How do you start your day? Is it grumbling that you don’t want to leave your warm comfortable bed? Is is full of groggy stumbling until you have that first cup (or pot) of coffee? Does it include any affirmation of your faith and beliefs? Maybe a thankfullness for getting up to experience another day?
I wake up groggy, and I usually don’t want to leave the sanctuary of warmth that are my covers and snuggly puppy. If I could figure out how my alarm clock would be a coffee IV. But my morning also includes a daily devotional. Before I get out of bed, once my eyes can stay open, I center myself and say a little something.
Right now it’s this:
Womb of darkness,
Glimmer of the dawn,
I arise from your embrace.
-Caitlyn Matthews, Celtic Devotional
Because I feel starting out the day with a connection to the Divine is just as important as that first cup of coffee, the morning shower, or putting your left sock on first. It establishes a pattern, a ritual and a connection. By starting my day with this little devotional, I tie all of my morning rituals up into a spiritual act.

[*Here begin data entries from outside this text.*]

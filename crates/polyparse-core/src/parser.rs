//! The parser capability and the shared [`Grammar`] handle.
//!
//! Every combinator kind is one concrete type implementing [`Parser`].
//! Grammars are trees (or, for recursive rules, graphs) of `Rc`-shared
//! nodes held through [`Grammar`], which adds structural equality, hashing
//! and the operator sugar used to write grammars:
//!
//! ```rust
//! use polyparse_core::literal;
//!
//! let greeting = literal("hi").unwrap() | literal("hello").unwrap();
//! let variants = greeting.parse_all("hello").unwrap();
//! assert_eq!(variants.len(), 1);
//! assert!(variants[0].remainder.is_empty());
//! ```
//!
//! Nodes use interior mutability for their caches, so a grammar is neither
//! `Send` nor `Sync`. Share a grammar between threads by building one per
//! thread.

use std::any::Any;
use std::collections::BTreeMap;
use std::fmt;
use std::hash::{Hash, Hasher};
use std::ops::{Add, BitOr};
use std::rc::Rc;

use crate::alternation::Alternation;
use crate::combinator::Named;
use crate::error::{BuildError, ParseResult};
use crate::line::Line;
use crate::sequence::sequence;
use crate::variant::{ParseVariant, Variants};

/// The kinds of node a grammar is built from.
#[derive(Debug, Clone, Copy, PartialEq, Eq, Hash)]
pub enum ParserKind {
    Literal,
    Empty,
    Sequence,
    Alternation,
    FullMatch,
    Named,
}

/// Capability shared by every combinator.
pub trait Parser: fmt::Display + 'static {
    /// Produce every way this parser matches a prefix of `line`.
    fn parse(self: Rc<Self>, line: Line) -> Variants;

    fn kind(&self) -> ParserKind;

    /// Direct sub-parsers, in order.
    fn children(&self) -> Vec<Grammar> {
        Vec::new()
    }

    /// Structural equality against another node.
    fn same_as(&self, other: &dyn Parser) -> bool;

    /// Structural hash, consistent with [`Parser::same_as`].
    fn hash_into(&self, state: &mut dyn Hasher);

    /// Drop memoized results. Stateless parsers have nothing to drop.
    fn clear_cache(&self) {}

    /// Append the characters this node covers when used as a match state.
    fn write_text(&self, out: &mut String) {
        for child in self.children() {
            child.node().write_text(out);
        }
    }

    fn as_any(&self) -> &dyn Any;
}

/// A shared handle to a parser node.
#[derive(Clone)]
pub struct Grammar(Rc<dyn Parser>);

impl Grammar {
    /// Wrap a parser node.
    pub fn new<P: Parser>(parser: P) -> Self {
        Grammar(Rc::new(parser))
    }

    /// Wrap an already shared parser node, keeping its identity.
    pub fn from_rc<P: Parser>(parser: Rc<P>) -> Self {
        Grammar(parser)
    }

    /// The underlying node.
    #[inline]
    pub fn node(&self) -> &dyn Parser {
        &*self.0
    }

    /// Lazily produce every way this grammar matches a prefix of `line`.
    pub fn parse(&self, line: impl Into<Line>) -> Variants {
        Rc::clone(&self.0).parse(line.into())
    }

    /// Run [`Grammar::parse`] to completion.
    pub fn parse_all(&self, line: impl Into<Line>) -> ParseResult<Vec<ParseVariant>> {
        self.parse(line).collect()
    }

    #[inline]
    pub fn kind(&self) -> ParserKind {
        self.0.kind()
    }

    #[inline]
    pub fn children(&self) -> Vec<Grammar> {
        self.0.children()
    }

    /// Drop memoized results in this node and everything below it.
    pub fn clear_cache(&self) {
        self.0.clear_cache();
    }

    /// Check if both handles point at the same node.
    #[inline]
    pub fn ptr_eq(&self, other: &Grammar) -> bool {
        std::ptr::addr_eq(Rc::as_ptr(&self.0), Rc::as_ptr(&other.0))
    }

    pub fn downcast_ref<T: Parser>(&self) -> Option<&T> {
        self.0.as_any().downcast_ref::<T>()
    }

    pub fn as_alternation(&self) -> Option<&Alternation> {
        self.downcast_ref::<Alternation>()
    }

    /// Late-bind another alternative onto an alternation node.
    ///
    /// This is how recursive rules are written: build the alternation
    /// first, then add the alternatives that refer back to it.
    pub fn add_alternative(&self, alternative: Grammar) -> Result<(), BuildError> {
        match self.as_alternation() {
            Some(node) => {
                node.add_alternative(alternative);
                Ok(())
            }
            None => Err(BuildError::NotAlternation { kind: self.kind() }),
        }
    }

    /// Named children of this node, by key.
    ///
    /// Later children win when a key is used twice.
    pub fn key_args(&self) -> BTreeMap<String, Grammar> {
        self.children()
            .iter()
            .filter_map(|child| child.downcast_ref::<Named>())
            .map(|named| (named.key().to_string(), named.inner().clone()))
            .collect()
    }

    /// Every named capture in this state, in match order.
    pub fn captures(&self) -> Vec<(String, Grammar)> {
        let mut out = Vec::new();
        self.collect_captures(&mut out);
        out
    }

    fn collect_captures(&self, out: &mut Vec<(String, Grammar)>) {
        if let Some(named) = self.downcast_ref::<Named>() {
            out.push((named.key().to_string(), named.inner().clone()));
            named.inner().collect_captures(out);
            return;
        }
        // Alternations never appear inside match states; skipping them also
        // keeps this walk finite on recursive grammars.
        if self.kind() == ParserKind::Alternation {
            return;
        }
        for child in self.children() {
            child.collect_captures(out);
        }
    }

    /// The text covered by this match state.
    pub fn text(&self) -> String {
        let mut out = String::new();
        self.0.write_text(&mut out);
        out
    }
}

impl PartialEq for Grammar {
    fn eq(&self, other: &Self) -> bool {
        self.ptr_eq(other) || self.0.same_as(other.node())
    }
}

impl Eq for Grammar {}

impl Hash for Grammar {
    fn hash<H: Hasher>(&self, state: &mut H) {
        self.0.hash_into(state);
    }
}

impl fmt::Display for Grammar {
    fn fmt(&self, f: &mut fmt::Formatter<'_>) -> fmt::Result {
        fmt::Display::fmt(&*self.0, f)
    }
}

impl fmt::Debug for Grammar {
    fn fmt(&self, f: &mut fmt::Formatter<'_>) -> fmt::Result {
        write!(f, "<{:?}: {}>", self.kind(), self.0)
    }
}

/// `+` for sequence: A + B matches A then B
impl Add for Grammar {
    type Output = Grammar;

    fn add(self, rhs: Grammar) -> Grammar {
        sequence([self, rhs])
    }
}

/// `|` for alternation: A | B matches A or B, keeping both when both match
impl BitOr for Grammar {
    type Output = Grammar;

    fn bitor(self, rhs: Grammar) -> Grammar {
        Grammar::new(Alternation::new([self, rhs]))
    }
}
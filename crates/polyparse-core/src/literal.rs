//! Terminal parsers.
//!
//! [`Literal`] matches exactly one character and is the only parser that
//! consumes input. Longer literals are sequences of single-character
//! literals, built with [`literal`]. [`Empty`] matches without consuming
//! anything and is dropped from every combinator it is passed to.

use std::any::Any;
use std::fmt;
use std::hash::{Hash, Hasher};
use std::iter;
use std::rc::Rc;

use crate::error::{BuildError, ParseError};
use crate::line::Line;
use crate::parser::{Grammar, Parser, ParserKind};
use crate::sequence::sequence;
use crate::variant::{ParseVariant, Variants};

/// Matches a single character.
#[derive(Debug, Clone, Copy, PartialEq, Eq, Hash)]
pub struct Literal {
    ch: char,
}

impl Literal {
    /// Create a literal from a one-character string.
    pub fn new(text: &str) -> Result<Self, BuildError> {
        let mut chars = text.chars();
        match (chars.next(), chars.next()) {
            (Some(ch), None) => Ok(Self { ch }),
            _ => Err(BuildError::LiteralLength {
                text: text.to_string(),
                len: text.chars().count(),
            }),
        }
    }

    #[inline]
    pub fn ch(&self) -> char {
        self.ch
    }
}

impl From<char> for Literal {
    fn from(ch: char) -> Self {
        Self { ch }
    }
}

impl Parser for Literal {
    fn parse(self: Rc<Self>, line: Line) -> Variants {
        let result = if line.starts_with(self.ch) {
            let rest = line.skip(1);
            Ok(ParseVariant::new(Grammar::from_rc(self), rest))
        } else {
            Err(ParseError::mismatch(self.ch, &line))
        };
        Box::new(iter::once(result))
    }

    fn kind(&self) -> ParserKind {
        ParserKind::Literal
    }

    fn same_as(&self, other: &dyn Parser) -> bool {
        other
            .as_any()
            .downcast_ref::<Literal>()
            .is_some_and(|other| other.ch == self.ch)
    }

    fn hash_into(&self, mut state: &mut dyn Hasher) {
        ParserKind::Literal.hash(&mut state);
        self.ch.hash(&mut state);
    }

    fn write_text(&self, out: &mut String) {
        out.push(self.ch);
    }

    fn as_any(&self) -> &dyn Any {
        self
    }
}

impl fmt::Display for Literal {
    fn fmt(&self, f: &mut fmt::Formatter<'_>) -> fmt::Result {
        write!(f, "`{}`", self.ch)
    }
}

/// The zero-width identity matcher.
#[derive(Debug, Clone, Copy, Default, PartialEq, Eq, Hash)]
pub struct Empty;

impl Parser for Empty {
    fn parse(self: Rc<Self>, line: Line) -> Variants {
        Box::new(iter::once(Ok(ParseVariant::new(
            Grammar::from_rc(self),
            line,
        ))))
    }

    fn kind(&self) -> ParserKind {
        ParserKind::Empty
    }

    fn same_as(&self, other: &dyn Parser) -> bool {
        other.kind() == ParserKind::Empty
    }

    fn hash_into(&self, mut state: &mut dyn Hasher) {
        ParserKind::Empty.hash(&mut state);
    }

    fn as_any(&self) -> &dyn Any {
        self
    }
}

impl fmt::Display for Empty {
    fn fmt(&self, f: &mut fmt::Formatter<'_>) -> fmt::Result {
        f.write_str("ε")
    }
}

/// Match a single character.
pub fn ch(ch: char) -> Grammar {
    Grammar::new(Literal::from(ch))
}

/// Match `text` character by character.
///
/// A one-character string gives a single [`Literal`]; longer strings give
/// a sequence with one literal per character.
pub fn literal(text: &str) -> Result<Grammar, BuildError> {
    let mut chars = text.chars().peekable();
    let first = chars.next().ok_or(BuildError::EmptyLiteral)?;
    if chars.peek().is_none() {
        return Ok(self::ch(first));
    }
    Ok(sequence(text.chars().map(self::ch)))
}

/// The zero-width identity matcher as a grammar.
pub fn empty() -> Grammar {
    Grammar::new(Empty)
}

The devotional I am using right now is not the devotional I always use, or what I will be using once February hits. I like to change them up from time to time. There is a reason behind this too.
It helps wake me up. If I have to think about the words, my mind is more engaged in the devotional itself. This is a fairly simple devotional, and one that took me about a week to memorize. By the time January wraps up it will be too easy for sleepy me to phone it in. And that defeats the purpose.
If you are living your spiritual path every day, why not add a little morning devotional to your mundane morning rituals?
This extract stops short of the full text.